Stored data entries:
___
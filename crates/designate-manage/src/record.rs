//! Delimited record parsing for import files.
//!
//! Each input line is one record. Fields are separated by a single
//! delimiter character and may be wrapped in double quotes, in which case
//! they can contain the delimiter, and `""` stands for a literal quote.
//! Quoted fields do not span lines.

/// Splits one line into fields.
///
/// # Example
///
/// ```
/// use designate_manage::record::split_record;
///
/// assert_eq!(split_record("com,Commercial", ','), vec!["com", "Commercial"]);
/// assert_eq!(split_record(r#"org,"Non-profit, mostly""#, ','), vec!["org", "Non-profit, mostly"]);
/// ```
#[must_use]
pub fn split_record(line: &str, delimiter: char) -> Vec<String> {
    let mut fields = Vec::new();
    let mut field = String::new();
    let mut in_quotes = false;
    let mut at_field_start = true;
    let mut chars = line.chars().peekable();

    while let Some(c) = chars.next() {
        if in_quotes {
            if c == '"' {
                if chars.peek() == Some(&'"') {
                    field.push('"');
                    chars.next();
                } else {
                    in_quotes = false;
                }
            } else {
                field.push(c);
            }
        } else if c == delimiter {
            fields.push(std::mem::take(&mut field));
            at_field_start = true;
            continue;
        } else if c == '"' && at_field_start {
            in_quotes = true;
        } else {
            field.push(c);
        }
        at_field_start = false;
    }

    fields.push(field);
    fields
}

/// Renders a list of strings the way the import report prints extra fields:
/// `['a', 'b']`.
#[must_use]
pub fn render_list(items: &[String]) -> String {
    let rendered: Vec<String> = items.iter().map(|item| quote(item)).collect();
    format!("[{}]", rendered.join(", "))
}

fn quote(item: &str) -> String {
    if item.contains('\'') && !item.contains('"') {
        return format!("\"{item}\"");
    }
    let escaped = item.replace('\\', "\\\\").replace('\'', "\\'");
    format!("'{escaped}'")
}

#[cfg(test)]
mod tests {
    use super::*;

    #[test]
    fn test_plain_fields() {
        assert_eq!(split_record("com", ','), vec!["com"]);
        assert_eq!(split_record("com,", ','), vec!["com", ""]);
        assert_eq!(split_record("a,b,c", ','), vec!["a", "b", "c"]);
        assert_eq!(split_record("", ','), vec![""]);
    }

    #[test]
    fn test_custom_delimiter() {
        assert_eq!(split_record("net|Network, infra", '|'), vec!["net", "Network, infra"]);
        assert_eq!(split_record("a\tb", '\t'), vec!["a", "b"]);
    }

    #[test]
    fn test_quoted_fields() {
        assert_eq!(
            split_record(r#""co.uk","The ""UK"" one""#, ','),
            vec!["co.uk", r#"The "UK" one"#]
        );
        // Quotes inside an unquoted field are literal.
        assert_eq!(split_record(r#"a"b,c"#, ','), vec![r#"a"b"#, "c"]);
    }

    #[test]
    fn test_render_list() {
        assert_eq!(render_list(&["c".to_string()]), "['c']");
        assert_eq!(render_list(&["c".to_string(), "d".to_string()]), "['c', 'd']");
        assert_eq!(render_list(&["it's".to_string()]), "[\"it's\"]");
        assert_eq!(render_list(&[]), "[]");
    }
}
___
§ EXERCISE DIRECTIONS
Wherever a line of the records above contains the string "escaped", copy that line out.

§ ANSWER BOX
    let escaped = item.replace('\\', "\\\\").replace('\'', "\\'");
    format!("'{escaped}'")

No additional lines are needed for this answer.